The earnest young lady whips out her pen and pad and begins furiously writing my name. My heart sinks, knowing that the minute she turns that piece of paper into our 4th grade teacher, Mrs. Lynch, I will have an easily defined case of Detention Hall. My infraction? Walking on the wrong side of the laminated line in the hallway at Edison Elementary School back in the 1970s.
Throughout the years, she has gone by many names, this earnest young lady. She has sometimes been called Suzy the Hall Monitor, as was the case in Mike Judge’s excellent satire series King of the Hill. She has sometimes emerged as Lisa Simpson from The Simpsons, the eternal do-gooder who cannot tolerate Bart’s transgressive nature. For our day and time, she proudly bears the moniker of Karen.
And she’s got your number.
Karen, you see, loves the rules. What was missing from Karen’s life before COVID-19 was the ominous cloud of arbitrary rules imposed by questionable authority. It was occasionally even miserable for her: so many people were doing what they wanted, when they wanted. For years, she carried neither pad nor pen as she did in elementary school, but she nonetheless pursed her lips in disapproval whenever some sinner passed her on the highway and perhaps drove a bit over the speed limit. She clenched her jaws tightly together when some scofflaw dared to put his recyclables in the wrong bin and went unpunished. She shook her head in vigorous judgment if her neighbor’s house wasn’t up to HOA code. What the world needed, in Karen’s mind, was a few more Clay Jenkinses to fabricate rules out of the whole cloth of crisis rather than Constitution. What was needed, in Karen’s view, was punishment. And now, a full-grown woman, Karen is not about to waste this opportunity to put all her years of hall-monitoring to work.

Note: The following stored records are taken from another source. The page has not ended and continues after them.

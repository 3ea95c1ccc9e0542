//! External sources consulted while building a ranking.
//!
//! Each source module works on the discovered URL list and returns one
//! value per URL, in input order, so the aggregator can join the results
//! by position.
//!
//! # Sources
//!
//! | Source | Module | Method | Notes |
//! |--------|--------|--------|-------|
//! | Advent calendar | [`calendar`] | HTML scraping | Entry discovery and article titles |
//! | Hatena Bookmark | [`hatena`] | Bulk count API | One request for every URL |
//! | Qiita | [`qiita`] | Stockers API | Paged, authenticated, Qiita items only |
//!
//! All per-URL fetches of one source run concurrently and the first failure
//! aborts the batch.

pub mod calendar;
pub mod hatena;
pub mod qiita;
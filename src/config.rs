//! Validated run configuration.
//!
//! [`Config`] is built once from the CLI at startup and then only borrowed,
//! so the Qiita credential and every endpoint stay fixed for the whole run.
//! A `.env` file, when present, is loaded into the environment first so its
//! variables (typically `QIITA_TOKEN`) act as CLI env fallbacks.

use crate::cli::Cli;
use crate::error::RankingError;
use crate::models::StockCountMode;
use scraper::Selector;
use std::path::{Path, PathBuf};
use std::time::Duration;
use tracing::{debug, info, warn};
use url::Url;

/// Stocker listings are requested with the largest page size Qiita allows.
pub const QIITA_PAGE_SIZE: usize = 100;

#[derive(Debug, Clone)]
pub struct Config {
    pub calendar_url: Url,
    pub entry_selector: Selector,
    pub hatena_endpoint: Url,
    pub qiita_api_base: Url,
    pub qiita_host: String,
    pub qiita_token: Option<String>,
    pub max_disperse: Duration,
    pub stock_count_mode: StockCountMode,
}

impl Config {
    /// Validate CLI arguments into a [`Config`].
    ///
    /// # Errors
    ///
    /// Returns [`RankingError::InvalidUrl`] for an unparseable endpoint and
    /// [`RankingError::InvalidSelector`] for a bad entry selector.
    pub fn from_cli(cli: Cli) -> Result<Self, RankingError> {
        let entry_selector = parse_selector(&cli.entry_selector)?;

        if cli.qiita_token.is_none() {
            warn!("QIITA_TOKEN is not set; Qiita may reject stocker requests");
        }

        Ok(Self {
            calendar_url: parse_url(&cli.calendar_url)?,
            entry_selector,
            hatena_endpoint: parse_url(&cli.hatena_endpoint)?,
            qiita_api_base: parse_url(&cli.qiita_api_base)?,
            qiita_host: cli.qiita_host,
            qiita_token: cli.qiita_token,
            max_disperse: Duration::from_millis(cli.max_disperse_ms),
            stock_count_mode: cli.stock_count_mode,
        })
    }
}

/// Load `.env` variables into the process environment.
///
/// With `None` the file is searched for from the current directory upward.
/// Variables already set in the environment are left untouched. Returns the
/// path of the loaded file, or `None` when there was nothing to load.
pub fn load_dotenv(path: Option<&Path>) -> Option<PathBuf> {
    let loaded = match path {
        Some(path) => dotenvy::from_path(path).map(|()| path.to_path_buf()),
        None => dotenvy::dotenv(),
    };
    match loaded {
        Ok(path) => {
            info!(path = %path.display(), "Loaded .env file");
            Some(path)
        }
        Err(e) if e.not_found() => {
            debug!("No .env file found");
            None
        }
        Err(e) => {
            warn!(error = %e, "Failed to load .env file; continuing without it");
            None
        }
    }
}

pub fn parse_url(raw: &str) -> Result<Url, RankingError> {
    Url::parse(raw).map_err(|source| RankingError::InvalidUrl {
        url: raw.to_string(),
        source,
    })
}

pub fn parse_selector(raw: &str) -> Result<Selector, RankingError> {
    Selector::parse(raw).map_err(|e| RankingError::InvalidSelector {
        selector: raw.to_string(),
        reason: e.to_string(),
    })
}
//! Advent calendar scraper.
//!
//! Discovers entry URLs from the calendar page and fetches each entry's
//! document title.
//!
//! # URL Pattern
//!
//! Entry links may be absolute (most entries live on other blogs) or
//! relative to the calendar page. Absolute links are kept exactly as
//! written, since the same string keys the Hatena lookup and is printed;
//! relative links are resolved against the calendar URL.

use crate::config::Config;
use crate::error::RankingError;
use crate::http::HttpFetch;
use futures::future::try_join_all;
use once_cell::sync::Lazy;
use scraper::{Html, Selector};
use tracing::{debug, info, instrument, warn};
use url::Url;

static TITLE_SELECTOR: Lazy<Selector> = Lazy::new(|| Selector::parse("title").unwrap());

/// Turn an entry `href` into an article URL.
///
/// An href that already parses as an absolute URL is returned verbatim
/// (no host lowercasing, trailing slash or percent-encoding); anything else
/// is joined onto `base`.
pub fn resolve_entry_url(base: &Url, href: &str) -> Result<String, RankingError> {
    let href = href.trim();
    if Url::parse(href).is_ok() {
        return Ok(href.to_string());
    }
    base.join(href)
        .map(String::from)
        .map_err(|source| RankingError::InvalidUrl {
            url: href.to_string(),
            source,
        })
}

/// Index the calendar page and extract entry URLs in document order.
///
/// Anchors without an `href` are skipped. Duplicate links are kept: each
/// occurrence becomes its own ranking entry.
#[instrument(level = "info", skip_all, fields(calendar_url = %config.calendar_url))]
pub async fn discover_urls<F: HttpFetch>(
    http: &F,
    config: &Config,
) -> Result<Vec<String>, RankingError> {
    let html = http.get_text(config.calendar_url.as_str(), None).await?;
    let document = Html::parse_document(&html);

    let mut entry_urls = Vec::new();
    for element in document.select(&config.entry_selector) {
        let Some(href) = element.value().attr("href") else {
            debug!("Entry anchor without href; skipping");
            continue;
        };
        entry_urls.push(resolve_entry_url(&config.calendar_url, href)?);
    }

    if entry_urls.is_empty() {
        warn!("No entries matched the entry selector");
    }
    info!(count = entry_urls.len(), "Indexed calendar entry URLs");
    debug!(urls = ?entry_urls, "Calendar URLs");

    Ok(entry_urls)
}

/// Fetch a single entry's `<title>` text, trimmed.
#[instrument(level = "debug", skip_all, fields(%url))]
pub async fn fetch_title<F: HttpFetch>(http: &F, url: &str) -> Result<String, RankingError> {
    let html = http.get_text(url, None).await?;
    let document = Html::parse_document(&html);

    let title = document
        .select(&TITLE_SELECTOR)
        .next()
        .map(|element| element.text().collect::<String>())
        .ok_or_else(|| RankingError::MissingElement {
            url: url.to_string(),
            selector: "title".to_string(),
        })?;

    Ok(title.trim().to_string())
}

/// Fetch every entry's title concurrently, preserving input order.
#[instrument(level = "info", skip_all, fields(count = urls.len()))]
pub async fn fetch_titles<F: HttpFetch>(
    http: &F,
    urls: &[String],
) -> Result<Vec<String>, RankingError> {
    let titles = try_join_all(urls.iter().map(|url| fetch_title(http, url))).await?;
    info!(count = titles.len(), "Fetched entry titles");
    Ok(titles)
}
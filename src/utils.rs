//! Small helpers shared across the pipeline.
//!
//! - Randomized pre-request delays used to spread out API polling
//! - String truncation for logging response bodies

use rand::{Rng, rng};
use std::time::Duration;
use tokio::time::sleep;
use tracing::trace;

/// Pick a delay uniformly from `[0, max)`.
///
/// A zero `max` yields a zero delay.
pub fn disperse_delay(max: Duration) -> Duration {
    let max_ms = max.as_millis() as u64;
    if max_ms == 0 {
        return Duration::ZERO;
    }
    let ms: u64 = rng().random_range(0..max_ms);
    Duration::from_millis(ms)
}

/// Sleep for a random duration in `[0, max)`.
///
/// Concurrent polling loops call this before each request so they do not
/// all hit the same API at the same instant. Never fails.
pub async fn disperse(max: Duration) {
    let delay = disperse_delay(max);
    trace!(?delay, "Dispersing request");
    if !delay.is_zero() {
        sleep(delay).await;
    }
}

/// Truncate a string for logging purposes.
///
/// Long strings are cut to `max` bytes (backing off to a char boundary) and
/// suffixed with `"…(+N bytes)"`.
///
/// # Examples
///
/// ```ignore
/// assert_eq!(truncate_for_log("short", 100), "short");
/// assert_eq!(truncate_for_log(&"a".repeat(500), 10), "aaaaaaaaaa…(+490 bytes)");
/// ```
pub fn truncate_for_log(s: &str, max: usize) -> String {
    if s.len() <= max {
        return s.to_string();
    }
    let mut cut = max;
    while !s.is_char_boundary(cut) {
        cut -= 1;
    }
    format!("{}…(+{} bytes)", &s[..cut], s.len() - cut)
}
//! Frame-buffer-to-texture capture cache
//!
//! Backs the z-buffer overlay: the current color or depth buffer is
//! copied into a power-of-two texture at least as large as the viewport.
//! The texture is cached and only reallocated when the padded size or the
//! requested format changes. Since the texture may be padded, the
//! sub-rectangle actually covered by buffer content is exposed as maximum
//! normalized coordinates.

/// Smallest texture edge ever allocated.
const MIN_TEXTURE_EDGE: u32 = 16;

/// Round up to the next power of two, starting at [`MIN_TEXTURE_EDGE`].
fn padded_edge(size: u32) -> u32 {
    let mut edge = MIN_TEXTURE_EDGE;
    while edge < size {
        edge <<= 1;
    }
    edge
}

/// Single-entry cache for the buffer capture texture.
///
/// No eviction: the entry is invalidated when the viewport outgrows the
/// padded size or the format changes.
#[derive(Debug, Default)]
pub struct BufferTextureCache {
    texture: Option<wgpu::Texture>,
    texture_width: u32,
    texture_height: u32,
    max_u: f32,
    max_v: f32,
    format: Option<wgpu::TextureFormat>,
}

impl BufferTextureCache {
    pub fn new() -> Self {
        Self::default()
    }

    /// Update the cached geometry for a viewport/format pair.
    ///
    /// Returns true when the texture must be (re)allocated. Separated
    /// from the allocation so the sizing logic is testable without a GPU
    /// device.
    pub fn prepare(&mut self, viewport: (u32, u32), format: wgpu::TextureFormat) -> bool {
        let width = padded_edge(viewport.0);
        let height = padded_edge(viewport.1);

        let mut realloc = self.texture.is_none();

        if width != self.texture_width || height != self.texture_height {
            self.texture_width = width;
            self.texture_height = height;
            realloc = true;
        }
        // The covered sub-rectangle follows the viewport even when the
        // padded texture size is unchanged.
        self.max_u = viewport.0 as f32 / width as f32;
        self.max_v = viewport.1 as f32 / height as f32;

        if self.format != Some(format) {
            self.format = Some(format);
            realloc = true;
        }

        realloc
    }

    /// The capture texture for this viewport and format, allocating or
    /// reallocating only when [`Self::prepare`] demands it.
    pub fn texture_for(
        &mut self,
        device: &wgpu::Device,
        viewport: (u32, u32),
        format: wgpu::TextureFormat,
    ) -> &wgpu::Texture {
        if self.prepare(viewport, format) {
            log::debug!(
                "allocating {}x{} capture texture ({:?})",
                self.texture_width,
                self.texture_height,
                format
            );
            self.texture = Some(device.create_texture(&wgpu::TextureDescriptor {
                label: Some("Buffer Capture Texture"),
                size: wgpu::Extent3d {
                    width: self.texture_width,
                    height: self.texture_height,
                    depth_or_array_layers: 1,
                },
                mip_level_count: 1,
                sample_count: 1,
                dimension: wgpu::TextureDimension::D2,
                format,
                usage: wgpu::TextureUsages::COPY_DST | wgpu::TextureUsages::TEXTURE_BINDING,
                view_formats: &[],
            }));
        }
        self.texture.as_ref().expect("texture allocated above")
    }

    /// Padded texture width in texels (0 before the first prepare).
    pub fn texture_width(&self) -> u32 {
        self.texture_width
    }

    /// Padded texture height in texels (0 before the first prepare).
    pub fn texture_height(&self) -> u32 {
        self.texture_height
    }

    /// Maximum u coordinate covered by buffer content.
    pub fn max_u(&self) -> f32 {
        self.max_u
    }

    /// Maximum v coordinate covered by buffer content.
    pub fn max_v(&self) -> f32 {
        self.max_v
    }

    /// Drop the cached texture (e.g. on device loss).
    pub fn invalidate(&mut self) {
        self.texture = None;
        self.format = None;
        self.texture_width = 0;
        self.texture_height = 0;
        self.max_u = 0.0;
        self.max_v = 0.0;
    }
}

#[cfg(test)]
mod tests {
    use super::*;

    #[test]
    fn test_padded_edge() {
        assert_eq!(padded_edge(0), 16);
        assert_eq!(padded_edge(16), 16);
        assert_eq!(padded_edge(17), 32);
        assert_eq!(padded_edge(800), 1024);
        assert_eq!(padded_edge(1024), 1024);
    }

    #[test]
    fn test_prepare_reports_realloc_only_on_change() {
        let mut cache = BufferTextureCache::new();
        assert!(cache.prepare((800, 600), wgpu::TextureFormat::Rgba8Unorm));
        assert_eq!(cache.texture_width(), 1024);
        assert_eq!(cache.texture_height(), 1024);

        // prepare() alone does not allocate; the texture slot is still
        // empty, so a realloc stays pending.
        assert!(cache.prepare((800, 600), wgpu::TextureFormat::Rgba8Unorm));
    }

    #[test]
    fn test_coverage_rectangle() {
        let mut cache = BufferTextureCache::new();
        cache.prepare((800, 600), wgpu::TextureFormat::Rgba8Unorm);
        assert!((cache.max_u() - 800.0 / 1024.0).abs() < 1e-6);
        assert!((cache.max_v() - 600.0 / 1024.0).abs() < 1e-6);
    }

    #[test]
    fn test_same_padded_size_updates_coverage() {
        let mut cache = BufferTextureCache::new();
        cache.prepare((800, 600), wgpu::TextureFormat::Rgba8Unorm);
        // 900x700 still pads to 1024x1024.
        cache.prepare((900, 700), wgpu::TextureFormat::Rgba8Unorm);
        assert_eq!(cache.texture_width(), 1024);
        assert!((cache.max_u() - 900.0 / 1024.0).abs() < 1e-6);
    }

    #[test]
    fn test_format_change_invalidates() {
        let mut cache = BufferTextureCache::new();
        cache.prepare((100, 100), wgpu::TextureFormat::Rgba8Unorm);
        let realloc = cache.prepare((100, 100), wgpu::TextureFormat::Depth32Float);
        assert!(realloc);
    }
}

You see, somewhere, somehow, in some small way, someone is free, despite the ever-changing “authority” of ScienceTM! Someone is out there buying whatever he wants at a store, despite the “authority” of Jenkins….or Abbott….or Trump…..or, let’s face it, Karen. Someone is enjoying his constitutionally guaranteed freedom to assemble with whom he chooses. Someone has the unmitigated gall to walk into Home Depot and buy 2-cycle fuel for his weedeater. Someone is putting gas in his car without wearing that universal symbol of Karenhood, the medical mask. And Karen is having none of it. If Karen had been around France during WWII, she would have laid down her rifle before the advancing German army, then looked around for any French resistance fighters to turn in to her new overlords. You don't count on Karen to forge a nation, save a Republic, or stand for liberty. There's risk involved in those things, and Karen is opposed to risk. Her hairdo looks like a helmet for a reason.
Her pen and pad are gone, but she yanks her smarphone from her purse like a gunslinger from the Old West. She calls the “authorities,” hoping to see Hard Cold Justice rain down on the transgressors boldly going about the business of free people. The only harm she experiences from the blatant exercise of freedom is the permanent frown lines etched into her steely, schaeudenfraude smile of ice. But she’s not about to let the offenders slide. With the week-to-week change in “rules” and “authority” and “executive orders,” now is Karen’s time. She has been preparing for this her whole life. Nor is she alone.
It turns out that we are a nation of Karens--hall monitors, peering suspiciously out our window blinds at our neighbors...waiting to write them a detention slip if they refuse to cower in terror in their homes like we do...calling them out because they do not grovel obsequiously at the cold hand of the principal's authority, never realizing that we ourselves have always been the principal. Detention Halls will come and go, but Karen will always remain—pointedly reminding us that the authority she has fraudulently borrowed from us has a shelf life as short as her attention span.
But right now, her attention is on you.